Le Bilan de compétences

Sommaire

Définition
Bénéficiaires
Objectifs
Déroulement
Choix de l'organisme prestataire
Démarches pour le départ en congé d’un salarié
Rémunération et statut du salarié en congé

Définition

Le bilan de compétences permet à un travailleur ou à un demandeur d’emploi de faire le point sur ses compétences professionnelles ou personnelles, ses aptitudes et motivations et de définir un projet professionnel ou de formation.
Il s’agit d’une démarche personnelle et volontaire qui permet à chacun, sans condition de niveau scolaire, d’âge ou de statut, d’élaborer un projet professionnel réaliste.
Le bilan de compétences est réalisé par un organisme prestataire selon des étapes bien précises.

Bénéficiaires

Le bilan de compétences peut être accompli pendant le temps de travail ou hors temps de travail. Lorsqu'il est accompli pendant le temps de travail, les personnes suivantes peuvent bénéficier d'un congé pour la réalisation de leur bilan :
  • les salariés en CDI justifiant d’au moins 5 ans d’activité professionnelle, dont 12 mois dans l’entreprise actuelle ;
  • les salariés en CDD comptant 24 mois de travail, dont 4 mois au cours des 12 derniers mois, consécutifs ou non ;
  • les fonctionnaires et agents non titulaires de la fonction publique, sous conditions particulières.

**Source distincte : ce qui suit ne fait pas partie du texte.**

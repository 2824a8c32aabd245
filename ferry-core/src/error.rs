//! Error types for ferry

use thiserror::Error;

/// Result type alias for ferry core operations
pub type Result<T> = std::result::Result<T, Error>;

/// Error type for ferry core operations
#[derive(Error, Debug)]
pub enum Error {
    /// IO error
    #[error("IO error: {0}")]
    Io(#[from] std::io::Error),

    /// JSON serialization/deserialization error
    #[error("JSON error: {0}")]
    Json(#[from] serde_json::Error),

    /// Configuration error
    #[error("Configuration error: {0}")]
    Config(String),

    /// Failure while reading from the source tracker
    #[error("Source tracker error: {0}")]
    Source(String),

    /// Generic error with message
    #[error("{0}")]
    Other(String),
}
//! Body text preparation for the destination tracker

const COMMENT_START: &str = "<!--";
const COMMENT_END: &str = "-->";

/// Replace literal `...` so the destination does not shorten it into an
/// ellipsis character
pub fn escape_ellipsis(text: &str) -> String {
    text.replace("...", ". . . ")
}

/// Remove every `<!-- ... -->` block, including multi-line ones
///
/// An unterminated comment opener is left untouched.
pub fn strip_html_comments(text: &str) -> String {
    let mut current = text.to_string();
    loop {
        let stripped = strip_once(&current);
        if stripped == current {
            return stripped;
        }
        current = stripped;
    }
}

fn strip_once(text: &str) -> String {
    let mut out = String::with_capacity(text.len());
    let mut rest = text;

    while let Some(start) = rest.find(COMMENT_START) {
        let after_open = &rest[start + COMMENT_START.len()..];
        match after_open.find(COMMENT_END) {
            Some(end) => {
                out.push_str(&rest[..start]);
                rest = &after_open[end + COMMENT_END.len()..];
            }
            None => break,
        }
    }

    out.push_str(rest);
    out
}

/// Cut `text` to at most `max_chars` characters
pub fn truncate_chars(text: &str, max_chars: usize) -> &str {
    match text.char_indices().nth(max_chars) {
        Some((idx, _)) => &text[..idx],
        None => text,
    }
}
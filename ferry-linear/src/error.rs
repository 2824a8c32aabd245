//! Error types for Linear operations

use thiserror::Error;

/// Result type for Linear operations
pub type Result<T> = std::result::Result<T, Error>;

/// Errors that can occur while talking to Linear or migrating into it
#[derive(Error, Debug)]
pub enum Error {
    /// Team lookup returned no match
    #[error("Team {0} not found in Linear.")]
    TeamNotFound(String),

    /// GraphQL error array that is not a rate-limit signal
    #[error("GraphQL Error: {0}")]
    GraphQL(String),

    /// Still rate limited after the retry ceiling
    #[error("Rate limit reached after {retries} retries")]
    RateLimitExceeded { retries: u32 },

    /// Transport failure or a body that is not JSON
    #[error("HTTP error: {0}")]
    Http(String),

    /// Response did not have the expected shape
    #[error("Parse error: {0}")]
    Parse(String),

    /// A mutation ran but the expected object is absent
    #[error("Missing data in Linear response: {0}")]
    MissingData(String),

    /// Failure while reading the source item
    #[error(transparent)]
    Core(#[from] ferry_core::Error),
}

impl From<reqwest::Error> for Error {
    fn from(err: reqwest::Error) -> Self {
        Error::Http(err.to_string())
    }
}
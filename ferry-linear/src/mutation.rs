//! Inline mutation text builder
//!
//! Mutations are sent with their arguments written into the document rather
//! than as variables. Objects become nested `key: { ... }` blocks, every
//! other value is written as its JSON literal, which is valid GraphQL for
//! strings, numbers, booleans, lists, and `null`.

use serde_json::{Map, Value};

/// Build `mutation { field(arguments) { return_fields } }`
///
/// `arguments` is expected to be a JSON object; any other value renders as
/// an empty argument list.
pub fn build_mutation(field: &str, arguments: &Value, return_fields: &[&str]) -> String {
    let arguments = match arguments {
        Value::Object(map) => render_arguments(map),
        _ => String::new(),
    };

    format!(
        "mutation {{\n  {field}(\n    {arguments}\n  ) {{\n    {fields}\n  }}\n}}\n",
        field = field,
        arguments = arguments,
        fields = return_fields.join("\n    "),
    )
}

fn render_arguments(map: &Map<String, Value>) -> String {
    map.iter()
        .map(|(key, value)| match value {
            Value::Object(inner) => format!("{}: {{ {} }}", key, render_arguments(inner)),
            other => format!("{}: {}", key, other),
        })
        .collect::<Vec<_>>()
        .join("\n")
}
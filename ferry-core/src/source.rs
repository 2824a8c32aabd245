//! Source work items as seen by the migration orchestrator
//!
//! The orchestrator never talks to the source tracker directly. It reads a
//! work item through [`SourceItem`], an adapter the source integration
//! implements over its own client. The plain data types below mirror the
//! fields of the source tracker's JSON that the migration needs.

use async_trait::async_trait;
use chrono::{DateTime, NaiveDate, Utc};
use serde::{Deserialize, Serialize};

use crate::Result;

/// Kind of source work item
#[derive(Debug, Clone, Copy, PartialEq, Eq, Hash, Serialize, Deserialize)]
#[serde(rename_all = "lowercase")]
pub enum SourceKind {
    Issue,
    Epic,
}

impl SourceKind {
    pub fn as_str(&self) -> &'static str {
        match self {
            SourceKind::Issue => "issue",
            SourceKind::Epic => "epic",
        }
    }

    /// Whether items of this kind carry related merge requests
    pub fn supports_cross_references(&self) -> bool {
        matches!(self, SourceKind::Issue)
    }
}

impl std::fmt::Display for SourceKind {
    fn fmt(&self, f: &mut std::fmt::Formatter<'_>) -> std::fmt::Result {
        f.write_str(self.as_str())
    }
}

/// Work item state
#[derive(Debug, Clone, Copy, PartialEq, Eq, Serialize, Deserialize)]
pub enum ItemState {
    #[serde(rename = "opened", alias = "open", alias = "locked")]
    Open,
    #[serde(rename = "closed")]
    Closed,
}

impl ItemState {
    pub fn is_closed(&self) -> bool {
        matches!(self, ItemState::Closed)
    }
}

/// Author of an item or note
#[derive(Debug, Clone, PartialEq, Eq, Serialize, Deserialize)]
pub struct Author {
    /// Display name
    pub name: String,
    #[serde(default)]
    pub username: String,
}

/// Assignee of an item
#[derive(Debug, Clone, PartialEq, Eq, Serialize, Deserialize)]
pub struct Assignee {
    #[serde(default)]
    pub username: String,
    /// Only exposed by the source API to privileged tokens
    #[serde(default)]
    pub email: Option<String>,
}

/// Reference from an item to its parent epic
#[derive(Debug, Clone, PartialEq, Eq, Serialize, Deserialize)]
pub struct EpicRef {
    pub id: u64,
    #[serde(default)]
    pub iid: Option<u64>,
    pub group_id: u64,
    /// Path relative to the host URL
    pub url: String,
    pub title: String,
}

/// Snapshot of a source work item
#[derive(Debug, Clone, Serialize, Deserialize)]
pub struct WorkItem {
    pub id: u64,
    #[serde(default)]
    pub iid: Option<u64>,
    #[serde(default)]
    pub project_id: Option<u64>,
    #[serde(default)]
    pub group_id: Option<u64>,
    pub title: String,
    #[serde(default)]
    pub description: Option<String>,
    pub author: Author,
    #[serde(default)]
    pub assignees: Vec<Assignee>,
    /// Label names, namespaced with `::` (e.g. `Team::Backend`)
    #[serde(default)]
    pub labels: Vec<String>,
    pub state: ItemState,
    #[serde(default)]
    pub epic: Option<EpicRef>,
    #[serde(default)]
    pub created_at: Option<DateTime<Utc>>,
    #[serde(default)]
    pub due_date: Option<NaiveDate>,
    #[serde(default)]
    pub weight: Option<i64>,
    pub web_url: String,
}

/// A single comment within a discussion thread
#[derive(Debug, Clone, Serialize, Deserialize)]
pub struct Note {
    pub id: u64,
    pub body: String,
    pub author: Author,
    #[serde(default)]
    pub created_at: Option<DateTime<Utc>>,
    /// Generated by the tracker (state changes, label events, ...)
    #[serde(default)]
    pub system: bool,
}

/// An ordered discussion thread
#[derive(Debug, Clone, Serialize, Deserialize)]
pub struct Discussion {
    #[serde(default)]
    pub id: String,
    #[serde(default)]
    pub individual_note: bool,
    #[serde(default)]
    pub notes: Vec<Note>,
}

impl Discussion {
    /// True for threads that hold at least one note and no system notes
    pub fn is_human(&self) -> bool {
        !self.notes.is_empty() && self.notes.iter().all(|note| !note.system)
    }
}

/// A merge request related to an issue
#[derive(Debug, Clone, PartialEq, Eq, Serialize, Deserialize)]
pub struct MergeRequestRef {
    pub iid: u64,
    pub title: String,
    pub web_url: String,
    /// Full path of the project holding the merge request
    pub project_path: String,
}

/// Read-only view of a source work item
///
/// Implementations hold a reference to the source tracker's client and fetch
/// discussions and cross references on demand.
#[async_trait]
pub trait SourceItem: Send + Sync {
    /// Kind of the item
    fn kind(&self) -> SourceKind;

    /// Snapshot of the item's fields
    fn resource(&self) -> &WorkItem;

    /// Base URL used to resolve relative links such as the epic URL
    fn host_url(&self) -> &str;

    /// All discussion threads of the item, in source order
    async fn discussions(&self) -> Result<Vec<Discussion>>;

    /// Merge requests related to the item; empty for kinds without them
    async fn related_merge_requests(&self) -> Result<Vec<MergeRequestRef>>;

    /// Label names in source order
    fn labels(&self) -> &[String] {
        &self.resource().labels
    }

    fn state(&self) -> ItemState {
        self.resource().state
    }

    /// Absolute URL of the parent epic, if the item has one
    fn epic_url(&self) -> Option<String> {
        self.resource()
            .epic
            .as_ref()
            .map(|epic| format!("{}{}", self.host_url(), epic.url))
    }
}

Cette prestation peut être suivie à l’initiative de l’employeur (elle est alors inscrite dans le plan de formation de l’entreprise) ou du salarié (dans le cadre du congé de bilan de compétences).
Le bilan de compétences est également accessible aux demandeurs d’emploi.

Objectifs

Le bilan de compétences concerne toute personne désireuse :
  • d’analyser ses aptitudes, ses compétences personnelles et professionnelles, ses motivations ;
  • d’organiser ses priorités professionnelles ;
  • d’utiliser ses atouts comme instrument de négociation pour un emploi, une formation ou en termes de choix de carrière.

Lorsqu’il est effectué par un salarié, le bilan de compétences est aussi l’occasion de :
  • mieux organiser la gestion prévisionnelle des emplois et des compétences ;
  • favoriser la gestion des carrières et la mobilité professionnelle.

En conclusion du bilan de compétences, un document de synthèse est rédigé afin de définir ou confirmer un projet professionnel et, le cas échéant, un projet de formation.

Déroulement

Le bilan de compétences s’effectue en 3 étapes :
  • une phase préliminaire ;
  • une phase d'investigation ;
  • une phase de conclusion.

La phase préliminaire a pour objet :
  • de confirmer l'engagement du bénéficiaire dans sa démarche ;
  • de définir et d'analyser la nature de ses besoins ;
  • de l'informer des conditions de déroulement du bilan, ainsi que des méthodes et techniques mises en œuvre.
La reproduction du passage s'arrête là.